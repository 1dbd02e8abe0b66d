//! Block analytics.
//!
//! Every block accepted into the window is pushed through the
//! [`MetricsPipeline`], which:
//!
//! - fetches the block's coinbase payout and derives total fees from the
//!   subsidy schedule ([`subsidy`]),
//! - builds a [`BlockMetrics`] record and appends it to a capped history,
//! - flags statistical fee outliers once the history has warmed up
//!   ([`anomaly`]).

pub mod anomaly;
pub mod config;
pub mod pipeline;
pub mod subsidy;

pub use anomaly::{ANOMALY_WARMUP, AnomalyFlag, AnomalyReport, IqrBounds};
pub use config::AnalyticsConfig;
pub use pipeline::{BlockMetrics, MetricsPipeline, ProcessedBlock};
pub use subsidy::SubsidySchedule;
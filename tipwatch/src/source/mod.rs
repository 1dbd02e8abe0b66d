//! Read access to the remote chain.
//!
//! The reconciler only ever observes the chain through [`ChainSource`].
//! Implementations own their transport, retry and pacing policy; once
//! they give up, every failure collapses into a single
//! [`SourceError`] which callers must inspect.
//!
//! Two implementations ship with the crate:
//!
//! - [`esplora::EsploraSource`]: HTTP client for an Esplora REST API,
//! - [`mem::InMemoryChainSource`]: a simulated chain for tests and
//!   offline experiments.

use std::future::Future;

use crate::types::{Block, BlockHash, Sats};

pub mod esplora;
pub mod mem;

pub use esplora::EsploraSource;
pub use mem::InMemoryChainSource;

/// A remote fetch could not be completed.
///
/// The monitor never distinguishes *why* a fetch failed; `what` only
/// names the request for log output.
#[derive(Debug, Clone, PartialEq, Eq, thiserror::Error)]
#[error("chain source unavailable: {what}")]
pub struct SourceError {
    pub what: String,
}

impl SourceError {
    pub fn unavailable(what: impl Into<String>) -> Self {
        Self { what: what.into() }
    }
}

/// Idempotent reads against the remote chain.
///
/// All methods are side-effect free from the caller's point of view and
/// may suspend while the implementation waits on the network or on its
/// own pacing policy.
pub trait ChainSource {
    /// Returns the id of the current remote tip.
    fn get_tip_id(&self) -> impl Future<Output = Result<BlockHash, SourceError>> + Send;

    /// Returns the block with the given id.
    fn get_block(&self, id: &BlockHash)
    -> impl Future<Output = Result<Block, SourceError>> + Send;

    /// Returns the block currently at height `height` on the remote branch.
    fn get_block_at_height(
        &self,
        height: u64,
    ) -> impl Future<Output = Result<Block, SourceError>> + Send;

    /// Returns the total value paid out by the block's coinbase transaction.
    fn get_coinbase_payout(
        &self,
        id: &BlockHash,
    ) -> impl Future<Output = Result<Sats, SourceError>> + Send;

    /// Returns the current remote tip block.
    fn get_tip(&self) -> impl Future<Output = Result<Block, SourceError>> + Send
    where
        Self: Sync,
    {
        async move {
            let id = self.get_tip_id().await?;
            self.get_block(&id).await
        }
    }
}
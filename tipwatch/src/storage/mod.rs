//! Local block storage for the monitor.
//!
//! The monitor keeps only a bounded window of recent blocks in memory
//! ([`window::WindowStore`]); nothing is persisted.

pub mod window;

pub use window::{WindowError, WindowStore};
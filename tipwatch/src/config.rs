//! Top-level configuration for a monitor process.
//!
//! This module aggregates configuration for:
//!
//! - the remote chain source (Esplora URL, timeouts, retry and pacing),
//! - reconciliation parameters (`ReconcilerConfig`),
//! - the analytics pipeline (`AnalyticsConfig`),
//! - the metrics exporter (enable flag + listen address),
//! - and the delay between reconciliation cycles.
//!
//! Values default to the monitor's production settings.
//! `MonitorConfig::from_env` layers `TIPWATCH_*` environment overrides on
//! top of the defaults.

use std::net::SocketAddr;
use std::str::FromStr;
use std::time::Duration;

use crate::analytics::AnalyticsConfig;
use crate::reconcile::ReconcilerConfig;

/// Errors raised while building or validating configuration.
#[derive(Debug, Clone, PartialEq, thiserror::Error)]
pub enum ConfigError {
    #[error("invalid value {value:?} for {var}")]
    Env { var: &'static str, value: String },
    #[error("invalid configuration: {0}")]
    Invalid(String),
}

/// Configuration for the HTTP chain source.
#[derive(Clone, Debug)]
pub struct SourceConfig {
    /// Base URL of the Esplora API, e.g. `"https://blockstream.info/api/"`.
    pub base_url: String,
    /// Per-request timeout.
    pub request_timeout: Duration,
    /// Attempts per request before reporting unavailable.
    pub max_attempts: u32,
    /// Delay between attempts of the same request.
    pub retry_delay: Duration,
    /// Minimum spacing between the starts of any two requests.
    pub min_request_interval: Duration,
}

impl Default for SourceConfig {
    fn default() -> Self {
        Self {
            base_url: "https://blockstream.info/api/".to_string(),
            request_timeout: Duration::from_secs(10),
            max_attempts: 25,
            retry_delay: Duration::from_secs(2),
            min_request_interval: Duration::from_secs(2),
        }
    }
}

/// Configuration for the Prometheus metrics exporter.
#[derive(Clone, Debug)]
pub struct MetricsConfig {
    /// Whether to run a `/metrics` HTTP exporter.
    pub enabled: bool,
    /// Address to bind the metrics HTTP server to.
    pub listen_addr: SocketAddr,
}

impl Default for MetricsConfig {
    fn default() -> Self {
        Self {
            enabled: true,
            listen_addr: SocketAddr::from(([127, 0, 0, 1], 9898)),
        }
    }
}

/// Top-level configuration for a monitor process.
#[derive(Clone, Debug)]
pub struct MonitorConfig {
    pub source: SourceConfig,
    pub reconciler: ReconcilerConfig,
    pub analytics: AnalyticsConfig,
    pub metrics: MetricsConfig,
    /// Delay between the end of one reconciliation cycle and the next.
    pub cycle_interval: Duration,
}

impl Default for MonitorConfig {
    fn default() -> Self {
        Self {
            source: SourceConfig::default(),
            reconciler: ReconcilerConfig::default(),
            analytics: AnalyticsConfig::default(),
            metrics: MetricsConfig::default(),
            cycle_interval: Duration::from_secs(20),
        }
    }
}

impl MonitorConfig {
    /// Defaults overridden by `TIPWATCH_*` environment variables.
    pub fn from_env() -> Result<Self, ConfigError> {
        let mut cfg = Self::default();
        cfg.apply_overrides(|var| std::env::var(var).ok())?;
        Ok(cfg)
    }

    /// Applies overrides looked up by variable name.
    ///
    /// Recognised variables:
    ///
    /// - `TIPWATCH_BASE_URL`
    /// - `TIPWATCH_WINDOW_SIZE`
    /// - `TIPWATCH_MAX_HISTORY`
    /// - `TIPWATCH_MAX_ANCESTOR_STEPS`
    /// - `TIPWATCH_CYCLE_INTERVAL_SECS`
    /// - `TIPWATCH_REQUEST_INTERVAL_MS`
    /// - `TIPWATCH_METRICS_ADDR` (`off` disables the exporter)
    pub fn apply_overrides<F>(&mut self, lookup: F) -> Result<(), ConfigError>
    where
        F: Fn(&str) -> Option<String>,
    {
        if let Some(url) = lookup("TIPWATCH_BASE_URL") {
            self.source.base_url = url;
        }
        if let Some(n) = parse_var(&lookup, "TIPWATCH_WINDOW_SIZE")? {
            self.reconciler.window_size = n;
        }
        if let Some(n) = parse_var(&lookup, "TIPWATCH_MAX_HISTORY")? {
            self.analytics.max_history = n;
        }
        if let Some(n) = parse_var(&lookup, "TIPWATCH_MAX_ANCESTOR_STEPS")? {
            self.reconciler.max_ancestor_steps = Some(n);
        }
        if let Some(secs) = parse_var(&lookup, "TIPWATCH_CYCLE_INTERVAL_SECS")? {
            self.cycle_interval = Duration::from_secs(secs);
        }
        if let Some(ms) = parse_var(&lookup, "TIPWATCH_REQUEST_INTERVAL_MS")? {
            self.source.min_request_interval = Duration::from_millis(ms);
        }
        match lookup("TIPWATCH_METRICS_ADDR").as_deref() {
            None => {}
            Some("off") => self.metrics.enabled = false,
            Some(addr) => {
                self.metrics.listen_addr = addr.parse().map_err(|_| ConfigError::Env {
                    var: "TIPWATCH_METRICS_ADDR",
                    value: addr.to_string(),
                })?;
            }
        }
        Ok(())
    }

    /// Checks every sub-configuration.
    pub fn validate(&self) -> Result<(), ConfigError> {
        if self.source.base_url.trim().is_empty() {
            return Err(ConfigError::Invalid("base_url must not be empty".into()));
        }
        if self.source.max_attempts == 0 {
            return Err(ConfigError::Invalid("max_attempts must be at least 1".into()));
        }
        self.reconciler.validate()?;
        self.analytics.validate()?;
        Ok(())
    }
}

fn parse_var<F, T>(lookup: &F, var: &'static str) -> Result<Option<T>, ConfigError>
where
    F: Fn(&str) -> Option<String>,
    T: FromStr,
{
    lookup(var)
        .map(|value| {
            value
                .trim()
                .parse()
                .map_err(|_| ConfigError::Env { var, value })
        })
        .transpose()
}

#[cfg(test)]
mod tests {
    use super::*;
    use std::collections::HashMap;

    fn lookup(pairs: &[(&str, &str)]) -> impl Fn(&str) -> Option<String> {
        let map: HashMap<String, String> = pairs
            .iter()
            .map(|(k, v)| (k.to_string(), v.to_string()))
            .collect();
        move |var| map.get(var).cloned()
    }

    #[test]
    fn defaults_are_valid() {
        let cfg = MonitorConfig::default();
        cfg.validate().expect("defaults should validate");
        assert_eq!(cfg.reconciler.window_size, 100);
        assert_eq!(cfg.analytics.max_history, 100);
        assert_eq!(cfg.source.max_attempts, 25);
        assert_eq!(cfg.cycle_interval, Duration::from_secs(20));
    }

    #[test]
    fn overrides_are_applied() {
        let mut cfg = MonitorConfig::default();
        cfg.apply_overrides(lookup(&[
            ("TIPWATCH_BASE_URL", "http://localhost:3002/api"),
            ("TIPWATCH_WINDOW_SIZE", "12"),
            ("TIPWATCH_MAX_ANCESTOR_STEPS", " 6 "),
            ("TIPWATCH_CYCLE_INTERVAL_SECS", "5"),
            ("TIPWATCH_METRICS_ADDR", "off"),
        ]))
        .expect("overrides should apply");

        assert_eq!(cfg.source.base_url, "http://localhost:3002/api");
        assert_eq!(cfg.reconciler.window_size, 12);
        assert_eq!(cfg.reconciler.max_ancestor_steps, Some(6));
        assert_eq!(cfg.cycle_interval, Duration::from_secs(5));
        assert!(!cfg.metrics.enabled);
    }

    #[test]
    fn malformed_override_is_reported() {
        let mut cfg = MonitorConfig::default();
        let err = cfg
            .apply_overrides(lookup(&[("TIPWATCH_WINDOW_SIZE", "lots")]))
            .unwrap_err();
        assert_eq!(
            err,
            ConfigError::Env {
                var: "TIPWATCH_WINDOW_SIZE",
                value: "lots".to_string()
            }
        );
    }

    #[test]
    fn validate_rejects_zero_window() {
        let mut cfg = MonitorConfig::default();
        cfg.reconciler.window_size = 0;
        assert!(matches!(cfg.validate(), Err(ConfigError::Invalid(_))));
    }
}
▬▬▬
Look above for the line with "nothing is persisted." and the line with "- the analytics"; transcribe both and all lines in between, exactly, and nothing else.

## [Result]
//! ([`window::WindowStore`]); nothing is persisted.

pub mod window;

pub use window::{WindowError, WindowStore};
filename tipwatch/src/config.rs
//! Top-level configuration for a monitor process.
//!
//! This module aggregates configuration for:
//!
//! - the remote chain source (Esplora URL, timeouts, retry and pacing),
//! - reconciliation parameters (`ReconcilerConfig`),
//! - the analytics pipeline (`AnalyticsConfig`),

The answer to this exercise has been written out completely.